Prayer for better, brighter, hopeful America

Thursday, April 29, 2010

Dear Editor,

I would like to ask readers of the Gazette several brief and simple questions. 1. Does our nation need prayer at this hour? (It's a rhetorical question obviously!)

Are you praying for the United States of America? Would you join with like-minded people on the first Thursday of May (6th) to pray for our nation, its leaders and institutions? And if not could you check your cynical meter for high levels of apathy, passivity, pessimism or indifference?

I suggest that our government and country are in desperate need of our intercession and God's intervention now and for the foreseeable future. Our prayers do make a difference. I know this with certainty.
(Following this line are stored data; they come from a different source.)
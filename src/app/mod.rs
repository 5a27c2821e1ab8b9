//! Application core: the tester's decision logic, zero direct I/O.
//!
//! The service strings together mode selection, measurement, rendering
//! and the continuity alert.  All interaction with the board happens
//! through the port traits in [`ports`], so this layer runs on the host
//! against a simulated board.

pub mod events;
pub mod ports;
pub mod service;
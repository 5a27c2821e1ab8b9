//! Adapters: concrete implementations of the hexagonal port traits.
//!
//! | Adapter    | Implements                          | Connects to             |
//! |------------|-------------------------------------|-------------------------|
//! | `hardware` | SwitchPort, AdcPort, FrontEndPort,  | MCP3425, AQM0802A, GPIO |
//! |            | DisplayPort, AlertPort, IndicatorPort | LEDC buzzer           |
//! | `log_sink` | EventSink                           | Serial log output       |

pub mod hardware;
pub mod log_sink;

pub use hardware::HardwareAdapter;
pub use log_sink::LogEventSink;
//! Range channels and the pin pattern that selects each one.
//!
//! Four reference resistors sit in the divider network, one decade apart.
//! Exactly one of the R1..R4 select lines is driven high at a time.

use embedded_hal::digital::PinState;

use crate::config::MeterConfig;

/// Decade scale of the reference resistor on each channel (ohms).
const DECADE_SCALE: [f32; RangeChannel::COUNT] = [1_000.0, 10_000.0, 100_000.0, 1_000_000.0];

/// Index of the active reference resistor, always within `0..=3`.
#[derive(Debug, Clone, Copy, PartialEq, Eq, PartialOrd, Ord, Hash, Default)]
pub struct RangeChannel(u8);

impl RangeChannel {
    /// Number of fitted reference resistors.
    pub const COUNT: usize = 4;
    /// 1 kΩ reference. Search boundary for low resistances.
    pub const MIN: Self = Self(0);
    /// 1 MΩ reference. Search boundary for high resistances.
    pub const MAX: Self = Self(3);
    /// 10 kΩ reference, switched in as the fixed divider in voltage mode.
    pub const VOLTAGE_DIVIDER: Self = Self(1);

    /// `None` when `index` is outside `0..=3`.
    pub const fn new(index: u8) -> Option<Self> {
        if (index as usize) < Self::COUNT {
            Some(Self(index))
        } else {
            None
        }
    }

    pub const fn index(self) -> u8 {
        self.0
    }

    /// Next larger reference (higher decade), or `None` at [`Self::MAX`].
    pub fn larger(self) -> Option<Self> {
        Self::new(self.0 + 1)
    }

    /// Next smaller reference (lower decade), or `None` at [`Self::MIN`].
    pub fn smaller(self) -> Option<Self> {
        self.0.checked_sub(1).and_then(Self::new)
    }

    /// ×1k / ×10k / ×100k / ×1M.
    pub fn decade_scale(self) -> f32 {
        DECADE_SCALE[self.0 as usize]
    }

    /// Calibration gain for this channel from the config table.
    pub fn gain(self, config: &MeterConfig) -> f32 {
        config.range_gains[self.0 as usize]
    }

    /// All channels, lowest decade first.
    pub fn all() -> impl Iterator<Item = Self> {
        (0..Self::COUNT as u8).map(Self)
    }
}

impl core::fmt::Display for RangeChannel {
    fn fmt(&self, f: &mut core::fmt::Formatter<'_>) -> core::fmt::Result {
        write!(f, "ch{}", self.0)
    }
}

/// Levels for the R1..R4 select outputs, in pin order.
#[derive(Debug, Clone, Copy, PartialEq, Eq)]
pub struct RangePins(pub [PinState; RangeChannel::COUNT]);

impl RangePins {
    /// Every select line low (no reference switched in).
    pub const NONE: Self = Self([PinState::Low; RangeChannel::COUNT]);

    /// The channel whose line is high, if exactly one is.
    pub fn selected(&self) -> Option<RangeChannel> {
        let mut high = self
            .0
            .iter()
            .enumerate()
            .filter(|(_, level)| **level == PinState::High);
        match (high.next(), high.next()) {
            (Some((idx, _)), None) => RangeChannel::new(idx as u8),
            _ => None,
        }
    }
}

/// Maps a range channel onto the analog-front-end select lines.
pub struct RangeSelector;

impl RangeSelector {
    /// One-hot pin pattern for `channel`.
    pub fn pins(channel: RangeChannel) -> RangePins {
        let mut levels = [PinState::Low; RangeChannel::COUNT];
        levels[channel.index() as usize] = PinState::High;
        RangePins(levels)
    }
}
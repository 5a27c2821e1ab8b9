//! Measurement engine — raw samples, range selection and the two meters.
//!
//! ```text
//!   AdcPort ──▶ RawSample ──┬──▶ ResistanceMeter (auto-range over FrontEndPort)
//!                           └──▶ VoltageMeter    (fixed attenuation)
//! ```
//!
//! Both meters produce a [`Reading`] that the display formatter and the
//! alert controller consume within the same loop iteration.

pub mod range;
pub mod resistance;
pub mod voltage;

use crate::config::MeterConfig;

pub use range::{RangeChannel, RangePins, RangeSelector};
pub use resistance::{Acceptance, ResistanceMeasurement, ResistanceMeter};
pub use voltage::{VoltageMeasurement, VoltageMeter};

/// One signed 16-bit conversion result from the ADC.
#[derive(Debug, Clone, Copy, PartialEq, Eq, Default)]
pub struct RawSample(pub i16);

impl RawSample {
    /// Voltage at the ADC input in millivolts.
    pub fn to_millivolts(self, config: &MeterConfig) -> f32 {
        f32::from(self.0) * config.resolution_factor()
    }

    /// Decode the two-byte big-endian transfer the converter returns.
    pub fn from_be_bytes(bytes: [u8; 2]) -> Self {
        Self(i16::from_be_bytes(bytes))
    }
}

/// Result of one measurement cycle.
#[derive(Debug, Clone, Copy, PartialEq)]
pub enum Reading {
    Resistance(ResistanceMeasurement),
    Voltage(VoltageMeasurement),
}
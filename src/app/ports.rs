//! Port traits: the hexagonal boundary between the tester logic and the
//! board.
//!
//! ```text
//!   Adapter ──▶ Port trait ──▶ TesterService (domain)
//! ```
//!
//! Driven adapters implement these traits.  The
//! [`TesterService`](super::service::TesterService) consumes them through
//! generics, so the measurement and mode logic never touch a peripheral
//! directly and run unchanged against the host simulator.
//!
//! Every method is fallible.  The service decides per call site whether a
//! failure abandons the cycle or is only logged.

use crate::display::{DisplayFrame, DisplayOp};
use crate::error::Error;
use crate::fsm::{RoutingPins, SwitchLevels};
use crate::measure::{RangePins, RawSample};

// ───────────────────────────────────────────────────────────────
// Inputs (board → domain)
// ───────────────────────────────────────────────────────────────

/// The two active-low mode switches.
pub trait SwitchPort {
    fn read_switches(&mut self) -> Result<SwitchLevels, Error>;
}

/// The analog-to-digital converter.
pub trait AdcPort {
    /// One signed conversion result.
    fn read_sample(&mut self) -> Result<RawSample, Error>;
}

// ───────────────────────────────────────────────────────────────
// Outputs (domain → board)
// ───────────────────────────────────────────────────────────────

/// Analog front end: range select lines and mode routing lines.
pub trait FrontEndPort {
    /// Drive all four range-select lines.
    fn set_range(&mut self, pins: RangePins) -> Result<(), Error>;

    /// Drive all four routing lines.
    fn set_routing(&mut self, routing: RoutingPins) -> Result<(), Error>;
}

/// Two-row character display.
pub trait DisplayPort {
    fn set_cursor(&mut self, pos: u8) -> Result<(), Error>;

    fn write_char(&mut self, c: u8) -> Result<(), Error>;

    /// Clear all cells and home the cursor.  The caller waits
    /// [`CLEAR_SETTLE_MS`](crate::display::CLEAR_SETTLE_MS) before the
    /// next write.
    fn clear(&mut self) -> Result<(), Error>;

    /// Replay a rendered frame, stopping at the first failed write.
    fn draw(&mut self, frame: &DisplayFrame) -> Result<(), Error> {
        for op in frame.ops() {
            match *op {
                DisplayOp::SetCursor(pos) => self.set_cursor(pos)?,
                DisplayOp::Char(c) => self.write_char(c)?,
            }
        }
        Ok(())
    }
}

/// Continuity buzzer.
pub trait AlertPort {
    fn set_alert(&mut self, on: bool) -> Result<(), Error>;
}

/// Status LED used for the mode-change blink.
pub trait IndicatorPort {
    fn set_indicator(&mut self, on: bool) -> Result<(), Error>;
}

/// Everything the service needs from the board, as one bound.
pub trait TesterHardware:
    SwitchPort + AdcPort + FrontEndPort + DisplayPort + AlertPort + IndicatorPort
{
}

impl<T> TesterHardware for T where
    T: SwitchPort + AdcPort + FrontEndPort + DisplayPort + AlertPort + IndicatorPort
{
}

// ───────────────────────────────────────────────────────────────
// Event sink port (domain → logging)
// ───────────────────────────────────────────────────────────────

/// The domain emits structured [`AppEvent`](super::events::AppEvent)s
/// through this port.
pub trait EventSink {
    fn emit(&mut self, event: &super::events::AppEvent);
}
Our needs are formidable yet none of the parties have adequate answers (or even the right questions) for the complexities we are facing: not the Republican Party, nor the Democrat Party, nor with all due respect, the Tea Party. The antidote to America's ills will not be found in a party but in a priority, which is prayer.

It is an oversimplification to think that the following issues are at the crux of the crisis:

A disastrous and monstrous deficit and deficit spending

Distasteful earmarks

Out-of-control entitlements

"Out-of-touch career politicians"

Back-room political deal-making

Corrupt Corporate Culture

High Unemployment Rate

Greedy Wall Street Bankers

Increased taxation and overregulation

Illegal immigration, etc. etc.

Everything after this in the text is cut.